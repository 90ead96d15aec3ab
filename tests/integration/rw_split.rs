//! Read-write split integration tests

use crate::{get_proxy_config, skip_if_not_enabled};
use mysql::prelude::*;

const TEST_TABLE: &str = "it_rw_orders";

fn setup_table(conn: &mut mysql::Conn) {
    conn.query_drop(format!(
        "CREATE TABLE IF NOT EXISTS {} (id INT PRIMARY KEY AUTO_INCREMENT, amount INT)",
        TEST_TABLE
    ))
    .expect("CREATE TABLE should succeed");
    conn.query_drop(format!("DELETE FROM {}", TEST_TABLE))
        .expect("cleanup should succeed");
}

#[test]
fn test_reads_can_route_to_slaves() {
    skip_if_not_enabled!();

    let config = get_proxy_config();
    let mut conn = config.conn();

    let mut server_ids = std::collections::HashSet::new();
    for _ in 0..10 {
        let server_id: Option<u64> = conn
            .query_first("SELECT @@server_id")
            .expect("SELECT @@server_id should succeed");
        if let Some(id) = server_id {
            server_ids.insert(id);
        }
    }

    if server_ids.len() > 1 {
        eprintln!("Read-write split detected: {} servers", server_ids.len());
    } else {
        eprintln!("Single server answered (expected with no slaves)");
    }
}

#[test]
fn test_write_then_read_your_writes_in_transaction() {
    skip_if_not_enabled!();

    let config = get_proxy_config();
    let mut conn = config.conn();
    setup_table(&mut conn);

    conn.query_drop("BEGIN").expect("BEGIN should succeed");
    conn.query_drop(format!("INSERT INTO {} (amount) VALUES (100)", TEST_TABLE))
        .expect("INSERT should succeed");

    // In a transaction the read must see the uncommitted row, so it must
    // have been routed to the master
    let amount: Option<i64> = conn
        .query_first(format!("SELECT amount FROM {}", TEST_TABLE))
        .expect("SELECT should succeed");
    assert_eq!(amount, Some(100));

    conn.query_drop("ROLLBACK").expect("ROLLBACK should succeed");

    let amount: Option<i64> = conn
        .query_first(format!("SELECT amount FROM {}", TEST_TABLE))
        .expect("SELECT should succeed");
    assert_eq!(amount, None, "row should have been rolled back");
}

#[test]
fn test_session_variables_replayed_everywhere() {
    skip_if_not_enabled!();

    let config = get_proxy_config();
    let mut conn = config.conn();

    conn.query_drop("SET @it_rw_probe := 42")
        .expect("SET should succeed");

    // Whichever backend answers, the session command must have reached it
    for _ in 0..10 {
        let value: Option<i64> = conn
            .query_first("SELECT @it_rw_probe")
            .expect("SELECT should succeed");
        assert_eq!(value, Some(42));
    }
}

#[test]
fn test_temp_tables_usable_across_statements() {
    skip_if_not_enabled!();

    let config = get_proxy_config();
    let mut conn = config.conn();

    conn.query_drop("CREATE TEMPORARY TABLE it_rw_tmp (a INT)")
        .expect("CREATE TEMPORARY TABLE should succeed");
    conn.query_drop("INSERT INTO it_rw_tmp VALUES (7)")
        .expect("INSERT should succeed");

    // The read must follow the temp table to the master
    let value: Option<i64> = conn
        .query_first("SELECT a FROM it_rw_tmp")
        .expect("SELECT should succeed");
    assert_eq!(value, Some(7));

    conn.query_drop("DROP TABLE it_rw_tmp")
        .expect("DROP should succeed");
}

#[test]
fn test_ping_survives() {
    skip_if_not_enabled!();

    let config = get_proxy_config();
    let mut conn = config.conn();
    assert!(conn.ping());
    conn.query_drop("SELECT 1").expect("SELECT should succeed");
}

# # # #

§ What is needed: Reproduce each line of the entries in which the word "have" is found.

§ Finished task:
    // have been routed to the master
    assert_eq!(amount, None, "row should have been rolled back");
    // Whichever backend answers, the session command must have reached it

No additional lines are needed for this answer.